Nor will Neanderthal theologians be the only ones excluded. I think of a young parishioner I visited in the hospital, where she is recovering from a hysterectomy. She is a devoted Christian. Having never been married, she has remained chaste over the years. She still hopes for marriage, but she has lost the long-cherished hope of bearing children. Loss is a common experience, but she could bear this one more easily were leaders of her church not making statements that imply that chastity is not the norm. “Every human being has a God-given right to sexual love and intimacy,” George Regas revealed in a widely circulated sermon. Regas meant to “affirm” the homosexual's right to unions blessed by the Church.

But what does this say to the women and men who sought to live chastely in obedience to God's will? It says they are fools. It says the young woman's loss cannot be considered part of her cross, borne with some joy for the sake of her Lord. It says that her childlessness is the unfortunate result of her “elementary school literalism.” If only she had learned historical-critical methods of Bible scholarship, it might have turned out differently. She might have sought an anonymous liaison, or numerous encounters, exercising her God-given rights to sexual intimacy. She might have emulated the woman priest who was artificially inseminated with the sperm from several friends, and who perhaps afterwards blessed herself in the name of Christ.
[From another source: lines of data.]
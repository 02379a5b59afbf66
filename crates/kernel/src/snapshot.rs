// SPDX-License-Identifier: BUSL-1.1
// Copyright (c) 2026 Alfred Jean LLC

//! Agent-home snapshots as gzip tarballs

use aether_core::{Clock, KernelError, Pid, ProcessInfo, SnapshotId, SnapshotRecord};
use aether_store::StateStore;
use flate2::write::GzEncoder;
use flate2::Compression;
use std::fs::File;
use std::path::Path;
use std::sync::Arc;

/// Capture a process's home directory into a tarball and record it.
pub fn create_snapshot<C: Clock>(
    store: &Arc<StateStore>,
    clock: &C,
    info: &ProcessInfo,
    home: &Path,
    snapshot_dir: &Path,
    description: &str,
) -> Result<SnapshotRecord, KernelError> {
    std::fs::create_dir_all(snapshot_dir).map_err(KernelError::internal)?;

    let id = SnapshotId::new(format!("snap-{}", uuid::Uuid::new_v4()));
    let tarball_path = snapshot_dir.join(format!("{}.tar.gz", id.as_str()));

    let file = File::create(&tarball_path).map_err(KernelError::internal)?;
    let encoder = GzEncoder::new(file, Compression::default());
    let mut builder = tar::Builder::new(encoder);
    if home.is_dir() {
        builder
            .append_dir_all(".", home)
            .map_err(KernelError::internal)?;
    }
    let encoder = builder.into_inner().map_err(KernelError::internal)?;
    encoder.finish().map_err(KernelError::internal)?;

    let size_bytes = std::fs::metadata(&tarball_path)
        .map(|m| m.len())
        .unwrap_or(0);

    let record = SnapshotRecord {
        id,
        pid: info.pid,
        timestamp: clock.epoch_ms(),
        description: description.to_string(),
        file_path: home.display().to_string(),
        tarball_path: tarball_path.display().to_string(),
        process_info: serde_json::to_value(info).map_err(KernelError::internal)?,
        size_bytes,
    };
    store.insert_snapshot(&record).map_err(KernelError::internal)?;
    Ok(record)
}

/// Delete a snapshot record and its tarball.
pub fn delete_snapshot(store: &Arc<StateStore>, id: &SnapshotId) -> Result<bool, KernelError> {
    let Some(record) = store.get_snapshot(id).map_err(KernelError::internal)? else {
        return Ok(false);
    };
    let _ = std::fs::remove_file(&record.tarball_path);
    store.delete_snapshot(id).map_err(KernelError::internal)
}

/// Re-exported for gateway listings.
pub fn list_snapshots(
    store: &Arc<StateStore>,
    pid: Option<Pid>,
) -> Result<Vec<SnapshotRecord>, KernelError> {
    store.list_snapshots(pid).map_err(KernelError::internal)
}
When we all learn to selectively set aside Scripture and tradition in favor of listening to the revelation of our own Nice hearts, things will indeed be different.

When this happens, it will he a New Church. Some things will have to go, of course. As Lenin observed, you can't make an omelette without breaking eggs. Being a New Church, there will be no point in repeating weekly the Nicene Creed, affirming that we believe “in one, holy, catholic, and apostolic Church” when we believe in no such thing. (The Church instructed by the Apostles is hardly the same church that presumes to give correction to the Apostles.) Maybe we will have “The Nice Creed” in its place, with affirmations of Inclusiveness and Compassion and opposition to military solutions in the Middle East. Maybe we will simply take the editorial page of the New York Times, reciting it liturgically and ending it with an “Amen.”
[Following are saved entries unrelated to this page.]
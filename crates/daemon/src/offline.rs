// SPDX-License-Identifier: BUSL-1.1
// Copyright (c) 2026 Alfred Jean LLC

//! Offline reasoning step
//!
//! Used when no LLM provider adapter is plugged in: every agent takes
//! one visible step acknowledging its goal, then finishes. This keeps
//! the whole kernel surface (spawning, events, history, schedulers)
//! exercisable without provider credentials.

use aether_kernel::{ChatMessage, ChatOutcome, ChatStep, ToolCall, ToolSpec};
use aether_core::KernelError;
use async_trait::async_trait;

pub struct OfflineChat;

#[async_trait]
impl ChatStep for OfflineChat {
    async fn step(
        &self,
        messages: &[ChatMessage],
        _tools: &[ToolSpec],
    ) -> Result<ChatOutcome, KernelError> {
        // Second call: the transcript already holds our summary; stop.
        if messages.iter().any(|m| m.role == "tool") {
            return Ok(ChatOutcome::default());
        }

        let goal = messages
            .iter()
            .find(|m| m.role == "user")
            .map(|m| m.content.as_str())
            .unwrap_or("(no goal)");

        Ok(ChatOutcome {
            content: Some(format!(
                "No provider adapter is configured; acknowledging goal: {goal}"
            )),
            tool_calls: vec![ToolCall {
                name: "done".to_string(),
                args: serde_json::json!({ "summary": "offline mode, no provider configured" }),
            }],
            usage: None,
        })
    }
}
But perhaps the most important change will be the loss of our ability, as a church, to offer a significant alternative to the values and the viewpoints available in the world. When the Not Nice hearts and minds, informed by revelation and tradition and history, have departed, who will uphold a vision that transcends the liberalisms and ideologies of the contemporary world? It seems unlikely that the Church of Nice People will have much to offer but bromides phrased in quaintly religious-sounding language. Maybe the only Episcopalians left will be those who like the idea of living as though they had no religion at all. They will be Nice. Or, in Eliot's phrase, they will be “a decent, godless people.”

Kenneth E. Hunter is a priest at Saint James Episcopal Church in Newport Beach, CA.